- Problem details: Start at the line in the entries below that contains "let (mobile_menu_open, set_mobile_menu_open)", stop at the line that contains "top-0 left-0 right-0", and output exactly the lines in that span, both ends included.

- Material provided:
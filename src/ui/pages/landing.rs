//! Landing page component
//!
//! The whole site is this one page:
//! - SEO meta tags and structured data
//! - Fixed background with the generated hero skyline
//! - Header with mobile menu, hero and trust strip
//! - Features, ad samples, how-it-works, lead form
//! - FAQ accordion, testimonials and footer
//! - Floating WhatsApp button and mobile call-to-action bar
//!
//! Sections fade in on scroll through the reveal context provided here.

use leptos::prelude::*;
use leptos_meta::{Link, Meta, Title};

use crate::core::contact::{GENERAL_ENQUIRY, STRATEGY_CALL_ENQUIRY, WHATSAPP_NUMBER};
use crate::core::content::{
    AGENCY_NAME, FAQ, FEATURES, Feature, STEPS, TESTIMONIALS, TRUST_STATS, Testimonial,
};
use crate::core::{RevealOptions, WhatsAppLink};
use crate::ui::ad_samples::AdSamples;
use crate::ui::background::BackgroundLayer;
use crate::ui::common::Deferred;
use crate::ui::icon::{Icon, icons};
use crate::ui::image_store::provide_image_store;
use crate::ui::lead_form::LeadForm;
use crate::ui::reveal::{Reveal, provide_reveal_context};

/// Landing page component with scroll-based animations
#[component]
pub fn LandingPage() -> impl IntoView {
    provide_image_store();
    provide_reveal_context(RevealOptions::default());

    view! {
        <SeoMeta />

        <div class="min-h-screen bg-slate-950 text-white selection:bg-emerald-500 selection:text-white relative overflow-x-hidden">
            <BackgroundLayer />

            <div class="relative z-10">
                <Header />
                <main>
                    <Hero />
                    <TrustStrip />
                    <FeaturesSection />
                    <AdSamples />
                    <Deferred cards=4>
                        <HowItWorks />
                    </Deferred>
                    <LeadForm />
                    <FaqSection />
                    <Deferred>
                        <TestimonialsSection />
                    </Deferred>
                    <Footer />
                </main>
            </div>

            <FloatingWhatsApp />
            <MobileCta />

            <LandingStyles />
        </div>
    }
}

#[component]
fn SeoMeta() -> impl IntoView {
    view! {
        <Title text="SR Digital - Real Estate Lead Generation Agency | Gurgaon & Noida" />

        <Meta name="description" content="Performance marketing for real estate developers and channel partners. Google and Meta campaigns, AI-generated ad creatives and verified buyer leads delivered on WhatsApp." />
        <Meta name="keywords" content="real estate leads, property marketing, Gurgaon, Noida, Google Ads, Meta Ads, real estate agency, lead generation" />

        <Meta property="og:type" content="website" />
        <Meta property="og:title" content="SR Digital - Real Estate Lead Generation" />
        <Meta property="og:description" content="Verified buyer leads for real estate projects in Gurgaon and Noida." />

        <Meta property="twitter:card" content="summary_large_image" />
        <Meta property="twitter:title" content="SR Digital - Real Estate Lead Generation" />

        <Link rel="canonical" href="/" />

        <script type="application/ld+json" inner_html=structured_data()></script>
    }
}

/// JSON-LD describing the agency
fn structured_data() -> String {
    serde_json::json!({
        "@context": "https://schema.org",
        "@type": "ProfessionalService",
        "name": AGENCY_NAME,
        "description": "Real estate lead generation and performance marketing agency",
        "telephone": format!("+{}", WHATSAPP_NUMBER),
        "areaServed": ["Gurgaon", "Noida", "Delhi NCR"],
    })
    .to_string()
}

/// Header component with mobile menu support
#[component]
fn Header() -> impl IntoView {
    let (mobile_menu_open, set_mobile_menu_open) = signal(false);
    let call_link = WhatsAppLink::agency(STRATEGY_CALL_ENQUIRY).url();

    let nav = [
        ("#features", "Features"),
        ("#samples", "Ad Samples"),
        ("#process", "Process"),
        ("#faq", "FAQ"),
    ];

    view! {
        <header class="fixed top-0 left-0 right-0 z-50 bg-slate-950/70 backdrop-blur-md border-b border-white/5">
            <div class="max-w-7xl mx-auto px-4 sm:px-6 lg:px-8">
                <div class="flex items-center justify-between h-16">
                    <a href="#" class="flex items-center gap-3 hover:opacity-80 transition-opacity">
                        <Logo />
                        <span class="text-xl font-bold">{AGENCY_NAME}</span>
                    </a>

                    <div class="hidden md:flex items-center gap-6">
                        <nav class="flex items-center gap-5">
                            {nav.into_iter().map(|(href, label)| view! {
                                <a href=href class="text-sm font-medium text-slate-400 hover:text-white transition-colors">
                                    {label}
                                </a>
                            }).collect_view()}
                        </nav>
                        <a
                            href=call_link.clone()
                            target="_blank"
                            rel="noopener noreferrer"
                            class="px-5 py-2.5 bg-emerald-600 hover:bg-emerald-500 rounded-xl text-sm font-bold transition-all emerald-glow"
                        >
                            "Book Strategy Call"
                        </a>
                    </div>

                    <button
                        class="md:hidden p-2 rounded-lg hover:bg-white/10 transition-colors"
                        on:click=move |_| set_mobile_menu_open.update(|v| *v = !*v)
                        aria-label="Toggle mobile menu"
                        aria-expanded=move || mobile_menu_open.get().to_string()
                    >
                        {move || {
                            if mobile_menu_open.get() {
                                view! { <Icon name=icons::X class="w-6 h-6" /> }
                            } else {
                                view! { <Icon name=icons::MENU class="w-6 h-6" /> }
                            }
                        }}
                    </button>
                </div>

                <div
                    class="md:hidden overflow-hidden transition-all duration-300"
                    class:max-h-0=move || !mobile_menu_open.get()
                    class:max-h-96=move || mobile_menu_open.get()
                >
                    <nav class="py-4 flex flex-col gap-2 border-t border-white/5">
                        {nav.into_iter().map(|(href, label)| view! {
                            <a
                                href=href
                                class="block px-4 py-2 text-sm font-medium text-slate-400 hover:text-white hover:bg-white/5 rounded-lg transition-colors"
                                on:click=move |_| set_mobile_menu_open.set(false)
                            >
                                {label}
                            </a>
                        }).collect_view()}
                        <a
                            href=call_link
                            target="_blank"
                            rel="noopener noreferrer"
                            class="block mx-4 mt-2 px-4 py-3 bg-emerald-600 rounded-xl text-center text-sm font-bold"
                        >
                            "Book Strategy Call"
                        </a>
                    </nav>
                </div>
            </div>
        </header>
    }
}

#[component]
fn Hero() -> impl IntoView {
    let enquiry_link = WhatsAppLink::agency(GENERAL_ENQUIRY).url();

    view! {
        <section class="min-h-screen flex items-center justify-center relative pt-24 pb-16 px-4">
            <div class="text-center max-w-5xl mx-auto">
                <span class="inline-flex items-center gap-2 px-4 py-1.5 mb-8 rounded-full bg-emerald-500/10 border border-emerald-500/20 text-emerald-400 text-xs font-bold uppercase tracking-widest landing-fade-in-up">
                    <Icon name=icons::SPARKLES class="w-4 h-4" />
                    "Gurgaon & Noida's Real Estate Growth Partner"
                </span>
                <h1 class="text-4xl sm:text-6xl lg:text-7xl font-black mb-6 tracking-tight leading-[1.05] landing-fade-in-up landing-delay-200">
                    "Sell Out Your Project With "
                    <span class="text-gradient">"Verified Buyer Leads"</span>
                </h1>
                <p class="text-lg sm:text-xl text-slate-400 max-w-2xl mx-auto mb-10 leading-relaxed landing-fade-in-up landing-delay-400">
                    "Google and Meta campaigns built only for real estate. AI-generated creatives, hyper-local targeting and leads delivered straight to your WhatsApp."
                </p>
                <div class="flex flex-col sm:flex-row items-center justify-center gap-4 landing-fade-in-up landing-delay-400">
                    <a
                        href=enquiry_link
                        target="_blank"
                        rel="noopener noreferrer"
                        class="inline-flex items-center gap-2 px-8 py-4 bg-emerald-600 hover:bg-emerald-500 rounded-2xl font-bold text-lg transition-all emerald-glow"
                    >
                        <Icon name=icons::WHATSAPP class="w-5 h-5" />
                        "Get More Leads"
                    </a>
                    <a
                        href="#samples"
                        class="inline-flex items-center gap-2 px-8 py-4 border border-white/15 hover:border-white/30 rounded-2xl font-bold text-lg transition-all"
                    >
                        "See Ad Samples"
                        <Icon name=icons::ARROW_RIGHT class="w-5 h-5" />
                    </a>
                </div>

                <div class="absolute bottom-8 left-1/2 -translate-x-1/2 animate-bounce">
                    <Icon name=icons::CHEVRON_DOWN class="w-6 h-6 text-slate-500" />
                </div>
            </div>
        </section>
    }
}

#[component]
fn TrustStrip() -> impl IntoView {
    view! {
        <section class="py-10 px-4 border-y border-white/5 bg-white/[0.02]">
            <Reveal class="max-w-6xl mx-auto grid grid-cols-2 md:grid-cols-4 gap-8 text-center">
                {TRUST_STATS.into_iter().map(|stat| view! {
                    <div>
                        <p class="text-3xl md:text-4xl font-black text-emerald-400">{stat.value}</p>
                        <p class="text-xs text-slate-500 font-bold uppercase tracking-widest mt-1">{stat.label}</p>
                    </div>
                }).collect_view()}
            </Reveal>
        </section>
    }
}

- Written reply:
    let (mobile_menu_open, set_mobile_menu_open) = signal(false);
    let call_link = WhatsAppLink::agency(STRATEGY_CALL_ENQUIRY).url();

    let nav = [
        ("#features", "Features"),
        ("#samples", "Ad Samples"),
        ("#process", "Process"),
        ("#faq", "FAQ"),
    ];

    view! {
        <header class="fixed top-0 left-0 right-0 z-50 bg-slate-950/70 backdrop-blur-md border-b border-white/5">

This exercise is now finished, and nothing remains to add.